MCC is rare, with <2,000 new cases annually in the USA, but has an aggressive clinical course and limited treatment options. Around 55% of patients with advanced-stage MCC respond to standard-of-care chemotherapy, although the median progression-free survival (PFS) is only 3 months. Thus, the disease has 'orphan' status, owing to its rarity and the dire need for novel therapies.

Merkel-cell polyomavirus (MCPyV) infection, or exposure to UV light underlies the development of MCC; therefore, the tumours are hypothesized to be highly immunogenic. Indeed, as author Paul Nghiem states, “that MCC is closely linked to immune function, both in terms of the incidence of disease and survival, has long been clear: patients with HIV or lymphoid malignancies, and solid-organ-transplant recipients are all at higher risk of MCC; conversely, patients who have MCC with CD8+ T-cell infiltration are at lower risk of recurrence and death.” Moreover, 50% of MCCs harbour the immune-checkpoint protein programmed cell death 1 ligand 1 (PD-L1), while infiltrating T cells express the cognate inhibitory receptor, programmed cell-death protein 1 (PD-1). These findings suggest that drugs blocking this immunosuppressive pathway could unleash the T-cell response for effective MCC therapy.
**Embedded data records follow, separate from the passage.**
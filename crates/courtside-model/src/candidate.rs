// Copyright (c) 2025 Felix Kahle.
//
// Permission is hereby granted, free of charge, to any person obtaining
// a copy of this software and associated documentation files (the
// "Software"), to deal in the Software without restriction, including
// without limitation the rights to use, copy, modify, merge, publish,
// distribute, sublicense, and/or sell copies of the Software, and to
// permit persons to whom the Software is furnished to do so, subject to
// the following conditions:
//
// The above copyright notice and this permission notice shall be
// included in all copies or substantial portions of the Software.
//
// THE SOFTWARE IS PROVIDED "AS IS", WITHOUT WARRANTY OF ANY KIND,
// EXPRESS OR IMPLIED, INCLUDING BUT NOT LIMITED TO THE WARRANTIES OF
// MERCHANTABILITY, FITNESS FOR A PARTICULAR PURPOSE AND
// NONINFRINGEMENT. IN NO EVENT SHALL THE AUTHORS OR COPYRIGHT HOLDERS BE
// LIABLE FOR ANY CLAIM, DAMAGES OR OTHER LIABILITY, WHETHER IN AN ACTION
// OF CONTRACT, TORT OR OTHERWISE, ARISING FROM, OUT OF OR IN CONNECTION
// WITH THE SOFTWARE OR THE USE OR OTHER DEALINGS IN THE SOFTWARE.

//! # Player Candidates
//!
//! A `PlayerCandidate` is one player who can be picked in a single solve:
//! identity, salary, listed position, and a precomputed rating. Candidates
//! are built from `PlayerGameRecord`s (the per-date input of the storage and
//! ingestion layer), and that conversion is where malformed records are
//! rejected.

use crate::{
    boxscore::{BoxScore, BoxScoreError, RawBoxScore},
    rating::RatingCalculator,
};
use rustc_hash::FxHashSet;
use serde::{Deserialize, Serialize};

/// A player's unique identifier.
#[derive(Debug, Clone, Copy, PartialEq, Eq, PartialOrd, Ord, Hash, Serialize, Deserialize)]
#[serde(transparent)]
pub struct PlayerId(pub u64);

impl std::fmt::Display for PlayerId {
    fn fmt(&self, f: &mut std::fmt::Formatter<'_>) -> std::fmt::Result {
        write!(f, "{}", self.0)
    }
}

/// Errors in the player list handed to the optimizer.
#[derive(Debug, Clone, PartialEq, thiserror::Error)]
pub enum InputError {
    #[error("no player data for the requested date")]
    NoCandidates,

    #[error("player {id} appears more than once in the candidate pool")]
    DuplicatePlayer { id: PlayerId },

    #[error("player {id} has a negative salary ({salary})")]
    NegativeSalary { id: PlayerId, salary: i64 },

    #[error("player {id} has an invalid box score: {source}")]
    InvalidBoxScore {
        id: PlayerId,
        #[source]
        source: BoxScoreError,
    },

    #[error("player {id} has a non-finite rating")]
    NonFiniteRating { id: PlayerId },
}

/// One player's game on the target date, as supplied by the ingestion layer.
#[derive(Debug, Clone, PartialEq, Eq, Serialize, Deserialize)]
pub struct PlayerGameRecord {
    pub id: PlayerId,
    pub name: String,
    pub salary: i64,
    pub position: String,
    pub box_score: RawBoxScore,
}

/// A player eligible for selection in one optimization run.
#[derive(Debug, Clone, PartialEq, Serialize, Deserialize)]
pub struct PlayerCandidate {
    pub id: PlayerId,
    pub name: String,
    pub salary: u64,
    /// The listed position label, e.g. `"Guard-Forward"`.
    pub position: String,
    /// May be negative.
    pub rating: f64,
}

impl PlayerCandidate {
    pub fn new<N, P>(id: PlayerId, name: N, salary: u64, position: P, rating: f64) -> Self
    where
        N: Into<String>,
        P: Into<String>,
    {
        Self {
            id,
            name: name.into(),
            salary,
            position: position.into(),
            rating,
        }
    }

    /// Validates `record` and rates its box score with `calculator`.
    pub fn from_record(
        record: &PlayerGameRecord,
        calculator: &RatingCalculator,
    ) -> Result<Self, InputError> {
        let salary = u64::try_from(record.salary).map_err(|_| InputError::NegativeSalary {
            id: record.id,
            salary: record.salary,
        })?;
        let score = BoxScore::try_from(record.box_score).map_err(|source| {
            InputError::InvalidBoxScore {
                id: record.id,
                source,
            }
        })?;

        Ok(Self {
            id: record.id,
            name: record.name.clone(),
            salary,
            position: record.position.clone(),
            rating: calculator.rate(&score),
        })
    }
}

/// Turns the records of one date into a validated candidate pool.
pub fn build_candidates(
    records: &[PlayerGameRecord],
    calculator: &RatingCalculator,
) -> Result<Vec<PlayerCandidate>, InputError> {
    let candidates = records
        .iter()
        .map(|record| PlayerCandidate::from_record(record, calculator))
        .collect::<Result<Vec<_>, _>>()?;
    validate_candidates(&candidates)?;
    Ok(candidates)
}

/// Checks that a pool is non-empty, has unique ids, and finite ratings.
pub fn validate_candidates(candidates: &[PlayerCandidate]) -> Result<(), InputError> {
    if candidates.is_empty() {
        return Err(InputError::NoCandidates);
    }

    let mut seen = FxHashSet::with_capacity_and_hasher(candidates.len(), Default::default());
    for candidate in candidates {
        if !seen.insert(candidate.id) {
            return Err(InputError::DuplicatePlayer { id: candidate.id });
        }
        if !candidate.rating.is_finite() {
            return Err(InputError::NonFiniteRating { id: candidate.id });
        }
    }
    Ok(())
}

#[cfg(test)]
mod tests {
    use super::*;

    fn record(id: u64, salary: i64) -> PlayerGameRecord {
        PlayerGameRecord {
            id: PlayerId(id),
            name: format!("Player {id}"),
            salary,
            position: "Guard".to_string(),
            box_score: RawBoxScore {
                three_point_makes: 1,
                two_point_makes: 3,
                field_goals_attempted: 9,
                field_goals_made: 4,
                assists: 5,
                team_won: true,
                minutes_played: 28,
                ..RawBoxScore::default()
            },
        }
    }

    #[test]
    fn test_from_record_rates_and_copies_identity() {
        let calc = RatingCalculator::default();
        let candidate = PlayerCandidate::from_record(&record(7, 1_000), &calc).expect("valid");
        assert_eq!(candidate.id, PlayerId(7));
        assert_eq!(candidate.name, "Player 7");
        assert_eq!(candidate.salary, 1_000);
        assert_eq!(candidate.position, "Guard");
        // 1.5 + 3 + 5 - 0.7 * 5 + 2
        assert!((candidate.rating - 8.0).abs() < 1e-9);
    }

    #[test]
    fn test_negative_salary_is_rejected() {
        let calc = RatingCalculator::default();
        assert_eq!(
            PlayerCandidate::from_record(&record(3, -1), &calc),
            Err(InputError::NegativeSalary {
                id: PlayerId(3),
                salary: -1
            })
        );
    }

    #[test]
    fn test_malformed_box_score_is_rejected_with_player_id() {
        let calc = RatingCalculator::default();
        let mut bad = record(9, 10);
        bad.box_score.steals = -2;
        match PlayerCandidate::from_record(&bad, &calc) {
            Err(InputError::InvalidBoxScore { id, source }) => {
                assert_eq!(id, PlayerId(9));
                assert!(matches!(source, BoxScoreError::Negative { field: "steals", .. }));
            }
            other => panic!("expected InvalidBoxScore, got {:?}", other),
        }
    }

    #[test]
    fn test_build_candidates_rejects_empty_pool() {
        let calc = RatingCalculator::default();
        assert_eq!(build_candidates(&[], &calc), Err(InputError::NoCandidates));
    }

    #[test]
    fn test_build_candidates_rejects_duplicates() {
        let calc = RatingCalculator::default();
        let records = vec![record(1, 10), record(2, 10), record(1, 12)];
        assert_eq!(
            build_candidates(&records, &calc),
            Err(InputError::DuplicatePlayer { id: PlayerId(1) })
        );
    }

    #[test]
    fn test_validate_rejects_non_finite_rating() {
        let pool = vec![PlayerCandidate::new(PlayerId(4), "Nan", 1, "Center", f64::NAN)];
        assert_eq!(
            validate_candidates(&pool),
            Err(InputError::NonFiniteRating { id: PlayerId(4) })
        );
    }

    #[test]
    fn test_build_candidates_preserves_order() {
        let calc = RatingCalculator::default();
        let records = vec![record(5, 10), record(2, 20), record(8, 30)];
        let pool = build_candidates(&records, &calc).expect("valid pool");
        let ids: Vec<u64> = pool.iter().map(|c| c.id.0).collect();
        assert_eq!(ids, vec![5, 2, 8]);
    }

    #[test]
    fn test_error_messages_are_human_readable() {
        assert_eq!(
            InputError::NoCandidates.to_string(),
            "no player data for the requested date"
        );
        assert_eq!(
            InputError::DuplicatePlayer { id: PlayerId(12) }.to_string(),
            "player 12 appears more than once in the candidate pool"
        );
    }
}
In the phase II trial, this possibility was tested by treating 26 patients with advanced-stage MCC with the anti-PD-1 antibody pembrolizumab as their first systemic therapy. “The use of pembrolizumab in the first-line setting, without precedent in later-line settings, was based on experience showing the very limited efficacy of standard chemotherapy,” explains Suzanne Topalian, co-corresponding author of the study.

Responses appeared to be durable...approximately three times longer than would be expected after chemotherapy

The response rate was similar to that observed with chemotherapy, 56% among 25 evaluable patients, but included four complete responses. Furthermore, “responses appeared to be durable: within a median follow-up period of 33 weeks, the estimated PFS was 9 months, approximately three times longer than would be expected after chemotherapy,” Topalian adds. Of note, PD-L1 expression in the tumour was not correlated with response. Moreover, responses were seen in 62% of patients with MCPyV-positive MCC and 44% of those with MCPyV-negative disease, “suggesting that viral antigens might represent strong immunogens in the former group, and abundant UV-light-associated mutations might generate neoantigens that are immunological targets in the latter,” says Topalian.

“We believe that, going forward, PD-1 blockade is likely to be a backbone of therapy for this highly immunogenic cancer,” Nghiem opines. “The strategic addition of radiation and other immune-stimulating agents is likely to further improve these encouraging responses”.